Kim Ye-Jee, Choi Nam-Kyong, Kim Mi-Sook, Lee Joongyub, Chang Yoosoo, Seong Jong-Mi, Jung Sun-Young, Shin Ju-Young, Park Ji-Eun, Park Byung-Joo
Korea Institute of Drug Safety and Risk Management, Seoul, Republic of Korea.
Medical Research Collaborating Center, Seoul National University College of Medicine/Seoul National University Hospital, Seoul, Republic of Korea.
Diabetol Metab Syndr. 2015 Feb 15;7:8. doi: 10.1186/s13098-015-0002-y. eCollection 2015.
Low-dose aspirin is recommended to reduce the risk of cardiovascular disease. However, the questions with regard to primary prevention have been raised among patients with diabetes. We evaluated low-dose aspirin use for preventing ischemic stroke in patients with diabetes using a national health insurance database.
Using data from the Korean Health Insurance Review and Assessment Service database from January 1, 2005, through December 31, 2009, a population-based retrospective cohort study was conducted with incident patients with diabetes aged 40 to 99 years old with the initial use of low-dose aspirin during the index period from January 1, 2006 to December 31, 2007. We matched each low-dose aspirin user to one non-user using a propensity score. The Cox proportional hazards model was used to compare the risk of hospitalization for ischemic stroke in users and nonusers of low-dose aspirin until December 31, 2009.
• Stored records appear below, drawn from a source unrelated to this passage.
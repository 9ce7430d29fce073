use wasm_bindgen::{JsCast, JsValue};
use web_sys::js_sys;
use web_sys::{
    Document, Element, HtmlElement, HtmlImageElement, ScrollBehavior, ScrollToOptions, Window,
};

use crate::components::gallery::GalleryImage;
use crate::components::scroll_effects::translate_y;
use crate::error::PageError;
use crate::utils::surface::{Surface, Viewport};

pub const NAVBAR: &str = ".navbar";
pub const NAVBAR_COLLAPSE: &str = ".navbar-collapse";
pub const LIGHTBOX_ID: &str = "lightbox";
pub const LIGHTBOX_IMG_ID: &str = "lightbox-img";
pub const LIGHTBOX_CLOSE: &str = ".lightbox-close";
pub const LIGHTBOX_PREV: &str = ".lightbox-prev";
pub const LIGHTBOX_NEXT: &str = ".lightbox-next";
pub const GALLERY_ITEMS: &str = ".gallery-item";
pub const CURRENT_YEAR_ID: &str = "current-year";
pub const HERO_IMAGE: &str = ".hero-image";
pub const NAV_LINKS: &str = ".nav-link, a[href^=\"#\"]";
pub const REVEAL_ELEMENTS: &str = ".feature-item, .spec-item, .gallery-item, .story-content, \
                                   .features-image-wrapper, .specs-image-wrapper";

pub fn query(document: &Document, selector: &str) -> Option<Element> {
    document.query_selector(selector).ok().flatten()
}

pub fn query_all(document: &Document, selector: &str) -> Result<Vec<Element>, PageError> {
    let list = document.query_selector_all(selector)?;
    Ok((0..list.length())
        .filter_map(|i| list.item(i))
        .filter_map(|node| node.dyn_into::<Element>().ok())
        .collect())
}

fn set_class(element: &Element, class: &str, on: bool) {
    if let Err(e) = element.class_list().toggle_with_force(class, on) {
        log::debug!("Could not toggle .{}: {:?}", class, e);
    }
}

/// The live document, with every element the page needs looked up once.
pub struct DomSurface {
    window: Window,
    document: Document,
    navbar: Option<HtmlElement>,
    navbar_collapse: Option<Element>,
    lightbox: Option<Element>,
    lightbox_img: Option<HtmlImageElement>,
    current_year: Option<Element>,
    hero_image: Option<HtmlElement>,
    reveal_elements: Vec<Element>,
}

impl DomSurface {
    pub fn new(window: Window) -> Result<Self, PageError> {
        let document = window.document().ok_or(PageError::NoWindow)?;
        let surface = Self {
            navbar: query(&document, NAVBAR).and_then(|el| el.dyn_into().ok()),
            navbar_collapse: query(&document, NAVBAR_COLLAPSE),
            lightbox: document.get_element_by_id(LIGHTBOX_ID),
            lightbox_img: document
                .get_element_by_id(LIGHTBOX_IMG_ID)
                .and_then(|el| el.dyn_into().ok()),
            current_year: document.get_element_by_id(CURRENT_YEAR_ID),
            hero_image: query(&document, HERO_IMAGE).and_then(|el| el.dyn_into().ok()),
            reveal_elements: query_all(&document, REVEAL_ELEMENTS)?,
            window,
            document,
        };
        if surface.lightbox.is_none() {
            log::info!("No #{} on this page, gallery viewer disabled", LIGHTBOX_ID);
        }
        Ok(surface)
    }

    fn hide_bootstrap_collapse(&self, collapse: &Element) -> Result<(), JsValue> {
        let bootstrap = js_sys::Reflect::get(&self.window, &"bootstrap".into())?;
        if bootstrap.is_undefined() {
            return Ok(());
        }
        let collapse_class = js_sys::Reflect::get(&bootstrap, &"Collapse".into())?;
        let get_instance: js_sys::Function =
            js_sys::Reflect::get(&collapse_class, &"getInstance".into())?.dyn_into()?;
        let instance = get_instance.call1(&collapse_class, collapse)?;
        if instance.is_null() || instance.is_undefined() {
            return Ok(());
        }
        let hide: js_sys::Function = js_sys::Reflect::get(&instance, &"hide".into())?.dyn_into()?;
        hide.call0(&instance)?;
        Ok(())
    }
}

impl Surface for DomSurface {
    fn viewport(&self) -> Viewport {
        let dimension = |value: Result<JsValue, JsValue>| {
            value.ok().and_then(|v| v.as_f64()).unwrap_or(0.0)
        };
        Viewport {
            scroll_y: self.window.scroll_y().unwrap_or(0.0),
            width: dimension(self.window.inner_width()),
            height: dimension(self.window.inner_height()),
        }
    }

    fn reveal_tops(&self) -> Vec<f64> {
        self.reveal_elements
            .iter()
            .map(|el| el.get_bounding_client_rect().top())
            .collect()
    }

    fn navbar_height(&self) -> f64 {
        self.navbar
            .as_ref()
            .map_or(0.0, |navbar| f64::from(navbar.offset_height()))
    }

    fn element_top(&self, id: &str) -> Option<f64> {
        if id.is_empty() {
            return None;
        }
        self.document
            .get_element_by_id(id)
            .map(|el| el.get_bounding_client_rect().top())
    }

    fn has_hero(&self) -> bool {
        self.hero_image.is_some()
    }

    fn current_year(&self) -> i32 {
        js_sys::Date::new_0().get_full_year() as i32
    }

    fn set_navbar_scrolled(&self, scrolled: bool) {
        if let Some(navbar) = &self.navbar {
            set_class(navbar, "scrolled", scrolled);
        }
    }

    fn set_lightbox_active(&self, active: bool) {
        if let Some(lightbox) = &self.lightbox {
            set_class(lightbox, "active", active);
        }
    }

    fn set_lightbox_image(&self, image: &GalleryImage) {
        if let Some(img) = &self.lightbox_img {
            img.set_src(&image.src);
            img.set_alt(&image.alt);
        }
    }

    fn set_body_scroll_locked(&self, locked: bool) {
        let Some(body) = self.document.body() else {
            return;
        };
        let style = body.style();
        let result = if locked {
            style.set_property("overflow", "hidden")
        } else {
            style.remove_property("overflow").map(|_| ())
        };
        if let Err(e) = result {
            log::debug!("Could not update body overflow: {:?}", e);
        }
    }

    fn mark_reveal_candidates(&self) {
        for el in &self.reveal_elements {
            set_class(el, "reveal", true);
        }
    }

    fn reveal(&self, index: usize) {
        if let Some(el) = self.reveal_elements.get(index) {
            set_class(el, "revealed", true);
        }
    }

    fn set_hero_offset(&self, offset: f64) {
        if let Some(hero) = &self.hero_image {
            if let Err(e) = hero.style().set_property("transform", &translate_y(offset)) {
                log::debug!("Could not move hero image: {:?}", e);
            }
        }
    }

    fn smooth_scroll_to(&self, top: f64) {
        let options = ScrollToOptions::new();
        options.set_top(top);
        options.set_behavior(ScrollBehavior::Smooth);
        self.window.scroll_to_with_scroll_to_options(&options);
    }

    fn close_mobile_menu(&self) {
        let Some(collapse) = &self.navbar_collapse else {
            return;
        };
        if !collapse.class_list().contains("show") {
            return;
        }
        if let Err(e) = self.hide_bootstrap_collapse(collapse) {
            log::warn!("Could not close mobile menu: {:?}", e);
        }
    }

    fn set_footer_year(&self, year: i32) {
        if let Some(span) = &self.current_year {
            span.set_text_content(Some(&year.to_string()));
        }
    }

    fn preload(&self, images: &[GalleryImage]) {
        for image in images {
            match HtmlImageElement::new() {
                Ok(img) => img.set_src(&image.src),
                Err(e) => log::warn!("Could not preload {}: {:?}", image.src, e),
            }
        }
        log::debug!("Preloading {} gallery images", images.len());
    }
}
Out of 261,065 incident patients with diabetes, 15,849 (6.2%) were low-dose aspirin users. Compared to non-users, the adjusted hazard ratio (95% confidence interval) of low-dose aspirin users for hospitalization due to ischemic stroke was 1.73 (95% CI; 1.41-2.12). In a sensitivity analysis of study subjects with more than 1 year follow-up periods, slightly higher adjusted hazard ratio (1.97, 95% CI; 1.51-2.62) was observed. In the subgroup analyses, there were no significant changes in the risk of hospitalization for ischemic stroke irrespective of gender, age, or comorbidity.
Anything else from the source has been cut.